Before the war, they talked darkly of mushroom clouds and blithely of a cakewalk and flowers-and-candy and a cheap oil-funded reconstruction. They resisted serious planning for occupation and counterinsurgency. They declared “Mission Accomplished” 1,800 U.S. lives ago and the insurgency in its last throes last spring. The refusal to admit mistakes or change strategy is a result of their fervent faith that reality must conform to their hopes and fantasies. The what-me-worry budget deficits; the support of intelligent design; even the tossed-off lie that Miers withdrew her nomination because of executive-privilege issues; so much this administration does and says is less than true. I have a hunch that the prosecution of U.S. v. Libby, in its slow, deep, relentless exposure of one episode of unambiguous chicanery, could be the small galvanizing episode that makes millions of fair-minded ordinary Americans see a disturbing pattern. Even if it won’t be enough to make most of them vote for Hillary Clinton in 2008.

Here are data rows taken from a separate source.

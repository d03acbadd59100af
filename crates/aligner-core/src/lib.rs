pub mod channel;
pub mod compute;
pub mod config;
pub mod consts;
pub mod error;
pub mod io;
pub mod levels;
pub mod overlay;
pub mod preview;
pub mod render;
pub mod scheduler;
pub mod session;
pub mod transform;
pub mod viewport;
use crate::channel::{Channel, Region, TransformState};
use crate::error::Result;
use crate::transform::{apply_transform_region, Resample};

use super::TransformBackend;

/// Rayon-parallel software warp. Always available.
#[derive(Clone, Copy, Debug, Default)]
pub struct CpuBackend;

impl TransformBackend for CpuBackend {
    fn name(&self) -> &str {
        "CPU"
    }

    fn try_transform_region(
        &self,
        channel: &Channel,
        state: &TransformState,
        region: Region,
        resample: Resample,
    ) -> Result<Channel> {
        apply_transform_region(channel, state, region, resample)
    }
}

In our 2005 mayoral campaign, it was the Democratic candidate who dissembled (about the Diallo shooting) and fibbed (about attending public school). Whereas Bloomberg seems fairly honest and straightforward, not even much of an embellisher for a politician. And in his second term, unlike Bush, he has a decent chance at pulling off a major and lasting accomplishment.

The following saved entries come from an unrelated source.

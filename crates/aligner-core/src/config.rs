use std::path::Path;

use serde::{Deserialize, Serialize};

use crate::compute::DevicePreference;
use crate::consts::{
    ACCENT_COLOR, ALIGNMENT_TAG, DEFAULT_PREVIEW_MEGAPIXELS, FAST_PREVIEW_MEGAPIXELS,
    PREVIEW_MAX_DIM, RENDER_DEBOUNCE_MS,
};
use crate::error::{AlignerError, Result};
use crate::levels::DisplayRange;
use crate::overlay::AlphaMode;
use crate::transform::Resample;

/// Application settings, read from TOML. Missing keys take their defaults.
#[derive(Clone, Debug, PartialEq, Serialize, Deserialize)]
pub struct AlignerConfig {
    #[serde(default)]
    pub device: DevicePreference,
    /// Filter for settled renders and export.
    #[serde(default)]
    pub resample: Resample,
    #[serde(default = "default_debounce_ms")]
    pub render_debounce_ms: u64,
    /// Marker added to the image description of exports.
    #[serde(default = "default_alignment_tag")]
    pub alignment_tag: String,
    #[serde(default)]
    pub keyboard: KeyboardConfig,
    #[serde(default)]
    pub display: DisplayConfig,
    #[serde(default)]
    pub preview: PreviewConfig,
}

fn default_debounce_ms() -> u64 {
    RENDER_DEBOUNCE_MS
}

fn default_alignment_tag() -> String {
    ALIGNMENT_TAG.to_string()
}

impl Default for AlignerConfig {
    fn default() -> Self {
        Self {
            device: DevicePreference::default(),
            resample: Resample::default(),
            render_debounce_ms: RENDER_DEBOUNCE_MS,
            alignment_tag: default_alignment_tag(),
            keyboard: KeyboardConfig::default(),
            display: DisplayConfig::default(),
            preview: PreviewConfig::default(),
        }
    }
}

impl AlignerConfig {
    pub fn from_toml_str(text: &str) -> Result<Self> {
        toml::from_str(text).map_err(|e| AlignerError::Config(e.to_string()))
    }

    pub fn load(path: &Path) -> Result<Self> {
        let text = std::fs::read_to_string(path)?;
        Self::from_toml_str(&text)
    }

    pub fn to_toml_string(&self) -> Result<String> {
        toml::to_string_pretty(self).map_err(|e| AlignerError::Config(e.to_string()))
    }
}

/// Modifier held while pressing a nudge key.
#[derive(Clone, Copy, Debug, Default, PartialEq, Eq)]
pub enum Modifier {
    #[default]
    None,
    /// Shift: coarse steps.
    Coarse,
    /// Alt: fine steps.
    Fine,
}

/// Nudge step sizes. Zero values fall back to the defaults.
#[derive(Clone, Debug, PartialEq, Serialize, Deserialize)]
#[serde(default)]
pub struct KeyboardConfig {
    /// Translation per key press in source pixels.
    pub step: f64,
    pub coarse_multiplier: f64,
    pub fine_multiplier: f64,
    /// Rotation per key press in degrees.
    pub rotation_step: f64,
    pub rotation_coarse_factor: f64,
    pub rotation_fine_factor: f64,
}

impl Default for KeyboardConfig {
    fn default() -> Self {
        Self {
            step: 1.0,
            coarse_multiplier: 10.0,
            fine_multiplier: 0.5,
            rotation_step: 0.1,
            rotation_coarse_factor: 10.0,
            rotation_fine_factor: 0.2,
        }
    }
}

fn nonzero_or(value: f64, fallback: f64) -> f64 {
    if value == 0.0 || !value.is_finite() {
        fallback
    } else {
        value
    }
}

impl KeyboardConfig {
    /// Translation for one key press under `modifier`.
    pub fn move_step(&self, modifier: Modifier) -> f64 {
        let defaults = Self::default();
        let step = nonzero_or(self.step, defaults.step);
        match modifier {
            Modifier::None => step,
            Modifier::Coarse => {
                step * nonzero_or(self.coarse_multiplier, defaults.coarse_multiplier)
            }
            Modifier::Fine => step * nonzero_or(self.fine_multiplier, defaults.fine_multiplier),
        }
    }

    /// Rotation in degrees for one key press under `modifier`.
    pub fn rotation_step_for(&self, modifier: Modifier) -> f64 {
        let defaults = Self::default();
        let step = nonzero_or(self.rotation_step, defaults.rotation_step);
        match modifier {
            Modifier::None => step,
            Modifier::Coarse => {
                step * nonzero_or(self.rotation_coarse_factor, defaults.rotation_coarse_factor)
            }
            Modifier::Fine => {
                step * nonzero_or(self.rotation_fine_factor, defaults.rotation_fine_factor)
            }
        }
    }
}

/// Initial display settings.
#[derive(Clone, Debug, PartialEq, Serialize, Deserialize)]
#[serde(default)]
pub struct DisplayConfig {
    pub opacity: f64,
    pub accent_color: [u8; 3],
    pub brightness: f64,
    pub auto_levels: bool,
    /// Manual window. Without a valid one the window follows the loaded
    /// stack's bit depth.
    pub manual_range: Option<DisplayRange>,
    pub alpha_mode: AlphaMode,
}

impl Default for DisplayConfig {
    fn default() -> Self {
        Self {
            opacity: 0.5,
            accent_color: ACCENT_COLOR,
            brightness: 1.0,
            auto_levels: true,
            manual_range: None,
            alpha_mode: AlphaMode::Constant,
        }
    }
}

impl DisplayConfig {
    /// The configured manual window, if it has `min < max`.
    pub fn valid_manual_range(&self) -> Option<DisplayRange> {
        self.manual_range.and_then(|r| DisplayRange::new(r.min, r.max))
    }
}

/// Preview downsampling settings.
#[derive(Clone, Debug, PartialEq, Serialize, Deserialize)]
#[serde(default)]
pub struct PreviewConfig {
    /// Preview budget in megapixels.
    pub megapixels: f64,
    /// Budget forced while fast preview is on.
    pub fast_megapixels: f64,
    /// Longest preview edge in pixels.
    pub max_dimension: u32,
    pub fast: bool,
    pub full_resolution: bool,
}

impl Default for PreviewConfig {
    fn default() -> Self {
        Self {
            megapixels: DEFAULT_PREVIEW_MEGAPIXELS,
            fast_megapixels: FAST_PREVIEW_MEGAPIXELS,
            max_dimension: PREVIEW_MAX_DIM,
            fast: false,
            full_resolution: false,
        }
    }
}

All he has to do is continue his stunning recent jag of impolitic truth-telling about ground zero, shove his pissed-off lame-duck Republican governor aside, and make good on the new vision. He has suddenly suggested that the atrocious Larry Silverstein, the developer who holds the World Trade Center lease, should be made to go away; that every rebuilding decision can no longer be subject to veto by the victims’ families; that the Port Authority, which owns the site, should trade it to the city for the land under La Guardia and JFK; and that we should put up apartment buildings instead of office towers. Dude! Suddenly, he gets it. And so, just as suddenly, I decided that in the election this week I wouldn’t default to the Democratic line, or abstain, that instead I’d forgive Bloomberg his Republicanism. Life changes fast.

*By the way, if they are such cunning, hardball-playing, ends-justify-the-means liars, why didn’t the Cheney-Rumsfeld cabal arrange to plant WMD evidence in Iraq? When push came to shove, they played by the rules. Cold comfort now, maybe, but comfort nonetheless.